How to combine files into one CSV file?

If I have one FOO_1.txt file that contains:

 FOOA FOOB FOOC FOOD ... 

and many other FOO_files.txt files. Each of them contains:

1110000000 ...

one line containing 0 or 1 as the number of values โ€‹โ€‹of FOO1 ( fooa , foob , ...)

Now I want to combine them into one file FOO_RES.csv , which will have the following format:

 FOOA,1,0,0,0,0,0,0... FOOB,1,0,0,0,0,0,0... FOOC,1,0,0,0,1,0,0... FOOD,0,0,0,0,0,0,0... ... 

What is a simple and elegant way of doing this (with a hash and arrays -> $ hash {$ key} = \ @ data)?

Thanks for the help!

Yohad

-2
source share
5 answers

If you cannot clearly describe your data and your desired result, you cannot encode it - accepting a simple project is a good way to start working with a new language.

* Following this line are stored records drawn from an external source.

use std::io;
use std::path::PathBuf;

use thiserror::Error;

/// Failures at the process boundary: terminal I/O and logger setup.
///
/// Game-ending conditions are not errors; they live in
/// [`GameStatus`](crate::game::GameStatus).
#[derive(Debug, Error)]
pub enum SnakeError {
    #[error("terminal I/O failed")]
    Terminal(#[from] io::Error),
    #[error("failed to create log file {}", path.display())]
    LogFile {
        path: PathBuf,
        #[source]
        source: io::Error,
    },
    #[error("failed to install logger")]
    Logger(#[from] log::SetLoggerError),
}
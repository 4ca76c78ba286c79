use crate::diagnostics::IterationStats;
use std::fmt;

/// The phases of one cooling iteration, in execution order.
#[derive(Clone, Copy, Debug, PartialEq, Eq, Hash)]
pub enum CoolingPhase {
    MainEffects,
    Interaction,
    Fusion,
    Elimination,
}

impl CoolingPhase {
    pub fn describe(self) -> &'static str {
        match self {
            Self::MainEffects => "main effects",
            Self::Interaction => "interaction",
            Self::Fusion => "free-energy fusion",
            Self::Elimination => "elimination",
        }
    }
}

impl fmt::Display for CoolingPhase {
    fn fmt(&self, f: &mut fmt::Formatter<'_>) -> fmt::Result {
        f.write_str(self.describe())
    }
}

/// Observer for reporting incremental progress while cooling.
pub trait CoolingProgressObserver {
    fn on_run_start(&mut self, working_attributes: usize, target_attributes: usize) {
        let _ = (working_attributes, target_attributes);
    }
    fn on_phase_start(&mut self, iteration: usize, phase: CoolingPhase) {
        let _ = (iteration, phase);
    }
    fn on_iteration_finish(&mut self, stats: &IterationStats, remaining_attributes: usize) {
        let _ = (stats, remaining_attributes);
    }
    fn on_run_finish(&mut self, remaining_attributes: usize) {
        let _ = remaining_attributes;
    }
}

#[derive(Default)]
pub struct NoopCoolingProgress;

impl CoolingProgressObserver for NoopCoolingProgress {}
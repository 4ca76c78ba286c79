// ========================================================================================
//                                Per-iteration diagnostics
// ========================================================================================
//
// Nothing here influences which attributes evaporate. These helpers exist so a run
// at debug level shows how each phase ranked the attributes and how far the two
// phases agreed.

use crate::scores::ScoreSet;
use ahash::AHashMap;
use itertools::Itertools;
use log::{debug, log_enabled, Level};
use std::time::Duration;

/// Bookkeeping for one pass of the cooling loop.
#[derive(Debug, Clone, PartialEq)]
pub struct IterationStats {
    pub iteration: usize,
    /// Attributes in play when the iteration started.
    pub working: usize,
    /// Attributes evaporated at the end of the iteration.
    pub removed: usize,
    pub main_effects_time: Duration,
    pub interaction_time: Duration,
    /// Main-effects/interaction rank agreement, when both phases ran.
    pub rank_agreement: Option<f64>,
}

/// Kendall's tau-a between two score sets over the attributes they share.
///
/// Returns `None` when fewer than two attributes are shared. Pairs tied in either
/// set count as neither concordant nor discordant.
pub fn kendall_tau(a: &ScoreSet, b: &ScoreSet) -> Option<f64> {
    let lookup: AHashMap<&str, f64> = b.iter().map(|s| (s.attribute.as_str(), s.value)).collect();
    let paired: Vec<(f64, f64)> = a
        .iter()
        .filter_map(|s| lookup.get(s.attribute.as_str()).map(|&v| (s.value, v)))
        .collect();
    if paired.len() < 2 {
        return None;
    }

    let (concordant, discordant) = paired
        .iter()
        .tuple_combinations()
        .fold((0usize, 0usize), |(c, d), (x, y)| {
            let sign = (x.0 - y.0).signum() * (x.1 - y.1).signum();
            if x.0 == y.0 || x.1 == y.1 {
                (c, d)
            } else if sign > 0.0 {
                (c + 1, d)
            } else {
                (c, d + 1)
            }
        });
    let pairs = paired.len() * (paired.len() - 1) / 2;
    Some((concordant as f64 - discordant as f64) / pairs as f64)
}

/// Dumps `scores` as an aligned table at debug level.
pub fn log_score_table(title: &str, scores: &ScoreSet) {
    if !log_enabled!(Level::Debug) {
        return;
    }
    let width = scores
        .iter()
        .map(|s| s.attribute.len())
        .max()
        .unwrap_or(0)
        .max("attribute".len());
    debug!("{title} ({} attributes)", scores.len());
    debug!("  {:<width$}  {:>12}", "attribute", "score");
    for score in scores {
        debug!("  {:<width$}  {:>12.8}", score.attribute, score.value);
    }
}
// ========================================================================================
//                              Run configuration and validation
// ========================================================================================
//
// Every option the cooling loop recognises is a named field here. The struct is
// validated once, against the data set it will run on, before any scoring starts;
// after that it is never mutated. It can be written to and read from TOML so a run
// can be reproduced exactly.

use serde::{Deserialize, Serialize};
use std::fmt;
use std::fs;
use std::io::{BufWriter, Write};
use std::path::{Path, PathBuf};
use std::str::FromStr;
use thiserror::Error;

/// The temperature used in `F = E + T * S`. The published annealing schedule is
/// not implemented; every iteration runs at this value.
pub const FIXED_TEMPERATURE: f64 = 1.0;

const DEFAULT_NUM_TREES: u64 = 1000;
const DEFAULT_NEIGHBORS: usize = 10;
const DEFAULT_FOREST_EXECUTABLE: &str = "rjungle";
const DEFAULT_OUTPUT_PREFIX: &str = "evapcool";

#[derive(Error, Debug)]
pub enum ConfigError {
    #[error("Failed to read or write configuration file: {0}")]
    IoError(#[from] std::io::Error),
    #[error("Failed to parse TOML configuration file: {0}")]
    TomlParseError(#[from] toml::de::Error),
    #[error("Failed to serialize configuration to TOML format: {0}")]
    TomlSerializeError(#[from] toml::ser::Error),
    #[error("The data set has no attributes to select from.")]
    EmptyDataset,
    #[error("The number of target attributes must be at least 1 (got {0}).")]
    InvalidTarget(usize),
    #[error(
        "The number of target attributes ({target}) must be less than or equal to the number of attributes in the data set ({available})."
    )]
    TargetExceedsAttributes { target: usize, available: usize },
    #[error("Algorithm mode must be one of: combined (all), main-effects-only (rj) or interaction-only (rf); got '{0}'.")]
    UnknownAlgorithm(String),
    #[error("The {phase} removal percentage must lie between 0 and 100 (got {percent}).")]
    InvalidPercent { phase: &'static str, percent: u32 },
    #[error(
        "Only a fixed temperature of 1.0 is supported; the annealing schedule is not implemented (got {0})."
    )]
    UnsupportedTemperature(f64),
    #[error("The nearest-neighbour scorer needs at least one neighbour.")]
    ZeroNeighbors,
    #[error("Algorithm mode '{mode}' requires a {phase} scorer, but none was supplied.")]
    MissingScorer { mode: AlgorithmMode, phase: &'static str },
}

/// Which scoring phases take part in the free energy.
#[derive(Debug, Clone, Copy, PartialEq, Eq, Default, Serialize, Deserialize)]
#[serde(try_from = "String", into = "String")]
pub enum AlgorithmMode {
    /// Random Jungle main effects plus ReliefF interactions.
    #[default]
    Combined,
    MainEffectsOnly,
    InteractionOnly,
}

impl AlgorithmMode {
    pub fn uses_main_effects(self) -> bool {
        matches!(self, Self::Combined | Self::MainEffectsOnly)
    }

    pub fn uses_interaction(self) -> bool {
        matches!(self, Self::Combined | Self::InteractionOnly)
    }

    /// Suffix appended to the output prefix so partial runs are never mistaken
    /// for full ones.
    pub fn output_suffix(self) -> &'static str {
        match self {
            Self::Combined => ".ec",
            Self::MainEffectsOnly => ".ec.rj",
            Self::InteractionOnly => ".ec.rf",
        }
    }

    pub fn as_str(self) -> &'static str {
        match self {
            Self::Combined => "combined",
            Self::MainEffectsOnly => "main-effects-only",
            Self::InteractionOnly => "interaction-only",
        }
    }
}

impl fmt::Display for AlgorithmMode {
    fn fmt(&self, f: &mut fmt::Formatter<'_>) -> fmt::Result {
        f.write_str(self.as_str())
    }
}

impl FromStr for AlgorithmMode {
    type Err = ConfigError;

    fn from_str(s: &str) -> Result<Self, Self::Err> {
        match s.trim().to_ascii_lowercase().as_str() {
            "combined" | "all" => Ok(Self::Combined),
            "main-effects-only" | "rj" => Ok(Self::MainEffectsOnly),
            "interaction-only" | "rf" => Ok(Self::InteractionOnly),
            _ => Err(ConfigError::UnknownAlgorithm(s.to_string())),
        }
    }
}

impl TryFrom<String> for AlgorithmMode {
    type Error = ConfigError;

    fn try_from(value: String) -> Result<Self, Self::Error> {
        value.parse()
    }
}

impl From<AlgorithmMode> for String {
    fn from(mode: AlgorithmMode) -> Self {
        mode.as_str().to_string()
    }
}

/// How many attributes to drop in one iteration.
#[derive(Debug, Clone, Copy, PartialEq, Eq, Serialize, Deserialize)]
#[serde(rename_all = "snake_case")]
pub enum RemovalPolicy {
    /// A fixed number per iteration.
    Count(usize),
    /// A percentage of the attributes still in play at the start of the iteration.
    Percent(u32),
}

impl RemovalPolicy {
    /// The raw number to remove from `working` attributes, before any clamping.
    /// Percentages are truncated toward zero.
    pub fn resolve(self, working: usize) -> usize {
        match self {
            Self::Count(n) => n,
            Self::Percent(p) => ((p as f64 / 100.0) * working as f64) as usize,
        }
    }

    fn validate(self, phase: &'static str) -> Result<(), ConfigError> {
        match self {
            Self::Percent(p) if p > 100 => Err(ConfigError::InvalidPercent { phase, percent: p }),
            _ => Ok(()),
        }
    }
}

impl fmt::Display for RemovalPolicy {
    fn fmt(&self, f: &mut fmt::Formatter<'_>) -> fmt::Result {
        match self {
            Self::Count(n) => write!(f, "{n} per iteration"),
            Self::Percent(p) => write!(f, "{p}% of the working attributes per iteration"),
        }
    }
}

/// Settings for the external Random Jungle learner.
#[derive(Debug, Clone, PartialEq, Serialize, Deserialize)]
#[serde(default)]
pub struct MainEffectsConfig {
    /// The `rjungle` executable (or a compatible wrapper).
    pub executable: PathBuf,
    /// Arguments placed before the learner's own flags, e.g. a script path when
    /// `executable` is an interpreter.
    #[serde(skip_serializing_if = "Vec::is_empty")]
    pub extra_args: Vec<String>,
    pub num_trees: u64,
    /// Requested worker threads; 0 means all available processors.
    pub threads: usize,
}

impl Default for MainEffectsConfig {
    fn default() -> Self {
        Self {
            executable: PathBuf::from(DEFAULT_FOREST_EXECUTABLE),
            extra_args: Vec::new(),
            num_trees: DEFAULT_NUM_TREES,
            threads: 0,
        }
    }
}

/// Settings for the in-process ReliefF family.
#[derive(Debug, Clone, PartialEq, Serialize, Deserialize)]
#[serde(default)]
pub struct InteractionConfig {
    pub k_nearest_neighbors: usize,
    /// Requested worker threads; 0 means all available processors.
    pub threads: usize,
    /// When set (and non-zero), ReliefF runs iteratively and drops this many
    /// attributes from its own working list between internal passes.
    #[serde(skip_serializing_if = "Option::is_none")]
    pub iterative_removal: Option<RemovalPolicy>,
}

impl Default for InteractionConfig {
    fn default() -> Self {
        Self {
            k_nearest_neighbors: DEFAULT_NEIGHBORS,
            threads: 0,
            iterative_removal: None,
        }
    }
}

impl InteractionConfig {
    /// True when the iterative variant is configured with a non-zero removal.
    pub fn is_iterative(&self) -> bool {
        match self.iterative_removal {
            Some(RemovalPolicy::Count(n)) => n > 0,
            Some(RemovalPolicy::Percent(p)) => p > 0,
            None => false,
        }
    }
}

/// The complete, typed configuration of one Evaporative Cooling run.
#[derive(Debug, Clone, PartialEq, Serialize, Deserialize)]
pub struct EcConfig {
    /// Attributes to keep when cooling stops.
    pub target_attributes: usize,
    #[serde(default)]
    pub algorithm: AlgorithmMode,
    #[serde(default = "default_temperature")]
    pub temperature: f64,
    /// Prefix for learner scratch files and result files. The Random Jungle
    /// scratch files `<prefix>.rj.dat` and `<prefix>.importance` are rewritten
    /// every iteration and left behind afterwards; they hold the last
    /// iteration's learner input and output, not the cooling result.
    #[serde(default = "default_output_prefix")]
    pub output_prefix: PathBuf,
    /// Attributes evaporated per iteration of the outer loop.
    #[serde(default = "default_removal")]
    pub removal: RemovalPolicy,
    #[serde(default)]
    pub main_effects: MainEffectsConfig,
    #[serde(default)]
    pub interaction: InteractionConfig,
}

fn default_removal() -> RemovalPolicy {
    RemovalPolicy::Count(1)
}

fn default_temperature() -> f64 {
    FIXED_TEMPERATURE
}

fn default_output_prefix() -> PathBuf {
    PathBuf::from(DEFAULT_OUTPUT_PREFIX)
}

impl EcConfig {
    /// A configuration with every option at its default and the given target.
    pub fn new(target_attributes: usize) -> Self {
        Self {
            target_attributes,
            algorithm: AlgorithmMode::default(),
            temperature: FIXED_TEMPERATURE,
            output_prefix: default_output_prefix(),
            removal: default_removal(),
            main_effects: MainEffectsConfig::default(),
            interaction: InteractionConfig::default(),
        }
    }

    /// Checks every option against the data set the run will operate on.
    pub fn validate(&self, attribute_count: usize) -> Result<(), ConfigError> {
        if attribute_count == 0 {
            return Err(ConfigError::EmptyDataset);
        }
        if self.target_attributes < 1 {
            return Err(ConfigError::InvalidTarget(self.target_attributes));
        }
        if self.target_attributes > attribute_count {
            return Err(ConfigError::TargetExceedsAttributes {
                target: self.target_attributes,
                available: attribute_count,
            });
        }
        self.removal.validate("evaporative cooling")?;
        if let Some(policy) = self.interaction.iterative_removal {
            policy.validate("iterative ReliefF")?;
        }
        if self.temperature != FIXED_TEMPERATURE {
            return Err(ConfigError::UnsupportedTemperature(self.temperature));
        }
        if self.algorithm.uses_interaction() && self.interaction.k_nearest_neighbors == 0 {
            return Err(ConfigError::ZeroNeighbors);
        }
        Ok(())
    }

    pub fn save(&self, path: &Path) -> Result<(), ConfigError> {
        let toml_string = toml::to_string_pretty(self)?;
        let mut file = BufWriter::new(fs::File::create(path)?);
        file.write_all(toml_string.as_bytes())?;
        Ok(())
    }

    pub fn load(path: &Path) -> Result<Self, ConfigError> {
        let toml_string = fs::read_to_string(path)?;
        let config = toml::from_str(&toml_string)?;
        Ok(config)
    }
}

/// Maps a thread hint onto the machine: 0, or more than the available
/// processors, means "use every processor".
pub fn resolve_thread_count(requested: usize) -> usize {
    let available = num_cpus::get().max(1);
    if requested < 1 || requested > available {
        available
    } else {
        requested
    }
}

#[cfg(test)]
mod tests {
    use super::*;
    use tempfile::NamedTempFile;

    #[test]
    fn algorithm_mode_accepts_canonical_and_legacy_names() {
        assert_eq!("combined".parse::<AlgorithmMode>().unwrap(), AlgorithmMode::Combined);
        assert_eq!("ALL".parse::<AlgorithmMode>().unwrap(), AlgorithmMode::Combined);
        assert_eq!("rj".parse::<AlgorithmMode>().unwrap(), AlgorithmMode::MainEffectsOnly);
        assert_eq!(
            "interaction-only".parse::<AlgorithmMode>().unwrap(),
            AlgorithmMode::InteractionOnly
        );
        match "relief".parse::<AlgorithmMode>().unwrap_err() {
            ConfigError::UnknownAlgorithm(s) => assert_eq!(s, "relief"),
            other => panic!("Expected UnknownAlgorithm, got {:?}", other),
        }
    }

    #[test]
    fn percent_removal_truncates_against_live_count() {
        assert_eq!(RemovalPolicy::Percent(10).resolve(100), 10);
        assert_eq!(RemovalPolicy::Percent(10).resolve(95), 9);
        assert_eq!(RemovalPolicy::Percent(10).resolve(9), 0);
        assert_eq!(RemovalPolicy::Count(4).resolve(2), 4);
    }

    #[test]
    fn validation_rejects_bad_targets_and_options() {
        assert!(matches!(
            EcConfig::new(0).validate(10),
            Err(ConfigError::InvalidTarget(0))
        ));
        assert!(matches!(
            EcConfig::new(11).validate(10),
            Err(ConfigError::TargetExceedsAttributes { target: 11, available: 10 })
        ));
        assert!(matches!(EcConfig::new(1).validate(0), Err(ConfigError::EmptyDataset)));
        assert!(EcConfig::new(10).validate(10).is_ok());

        let mut config = EcConfig::new(3);
        config.removal = RemovalPolicy::Percent(150);
        assert!(matches!(
            config.validate(10),
            Err(ConfigError::InvalidPercent { percent: 150, .. })
        ));

        let mut config = EcConfig::new(3);
        config.temperature = 0.5;
        assert!(matches!(
            config.validate(10),
            Err(ConfigError::UnsupportedTemperature(_))
        ));

        let mut config = EcConfig::new(3);
        config.interaction.k_nearest_neighbors = 0;
        assert!(matches!(config.validate(10), Err(ConfigError::ZeroNeighbors)));
        config.algorithm = AlgorithmMode::MainEffectsOnly;
        assert!(config.validate(10).is_ok());
    }

    #[test]
    fn iterative_mode_requires_nonzero_removal() {
        let mut interaction = InteractionConfig::default();
        assert!(!interaction.is_iterative());
        interaction.iterative_removal = Some(RemovalPolicy::Count(0));
        assert!(!interaction.is_iterative());
        interaction.iterative_removal = Some(RemovalPolicy::Percent(5));
        assert!(interaction.is_iterative());
    }

    #[test]
    fn config_round_trips_through_toml() {
        let mut original = EcConfig::new(25);
        original.algorithm = AlgorithmMode::InteractionOnly;
        original.removal = RemovalPolicy::Percent(20);
        original.interaction.iterative_removal = Some(RemovalPolicy::Count(3));
        original.main_effects.num_trees = 500;

        let temp_file = NamedTempFile::new().expect("Failed to create temp file");
        original.save(temp_file.path()).expect("Failed to save config");
        let loaded = EcConfig::load(temp_file.path()).expect("Failed to load config");

        assert_eq!(loaded, original);
    }

    #[test]
    fn minimal_toml_fills_defaults() {
        let config: EcConfig = toml::from_str("target_attributes = 5\nalgorithm = \"rf\"\n").unwrap();
        assert_eq!(config.target_attributes, 5);
        assert_eq!(config.algorithm, AlgorithmMode::InteractionOnly);
        assert_eq!(config.removal, RemovalPolicy::Count(1));
        assert_eq!(config.temperature, FIXED_TEMPERATURE);
        assert_eq!(config.interaction.k_nearest_neighbors, 10);
        assert_eq!(config.main_effects.executable, PathBuf::from("rjungle"));

        let bad = toml::from_str::<EcConfig>("target_attributes = 5\nalgorithm = \"forest\"\n");
        assert!(bad.is_err());
    }

    #[test]
    fn thread_hints_are_clamped_to_available_processors() {
        let available = num_cpus::get().max(1);
        assert_eq!(resolve_thread_count(0), available);
        assert_eq!(resolve_thread_count(available + 7), available);
        assert_eq!(resolve_thread_count(1), 1);
    }
}
#![deny(unused_variables)]
#![deny(dead_code)]
#![deny(unused_imports)]
#![deny(clippy::no_effect_underscore_binding)]
pub mod config;
pub mod controller;
pub mod dataset;
pub mod diagnostics;
pub mod evaporate;
pub mod free_energy;
pub mod interaction;
pub mod main_effects;
pub mod progress;
pub mod relief;
pub mod scorer;
pub mod scores;

pub use config::{AlgorithmMode, ConfigError, EcConfig, RemovalPolicy};
pub use controller::{EcError, EcOutcome, EvaporativeCooling};
pub use dataset::{AttributeDataset, AttributeKind, AttributeMatrix, DataError};
pub use scorer::{AttributeScorer, ScorerError};
pub use scores::{Score, ScoreSet};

Let me introduce a simple method that you can use to extract code in any language, whether you know it or not. This method only works for small projects. You will need to actually plan large projects.

How to write a program:

  • Open a text editor and write down what data you have. Make each line comments
  • Describe the desired results.
  • Start by describing the steps necessary to change your data in the desired form.

Figures 1 and 2 complete:

 #!/usr/bin perl use strict; use warnings; # Read data from multiple files and combine it into one file. # Source files: # Field definitions: has a list of field names, one per line. # Data files: # * Each data file has a string of digits. # * There is a one-to-one relationship between the digits in the data file and the fields in the field defs file. # # Results File: # * The results file is a CSV file. # * Each field will have one row in the CSV file. # * The first column will contain the name of the field represented by the row. # * Subsequent values in the row will be derived from the data files. # * The order of subsequent fields will be based on the order files are read. # * However, each column (2-X) must represent the data from one data file. 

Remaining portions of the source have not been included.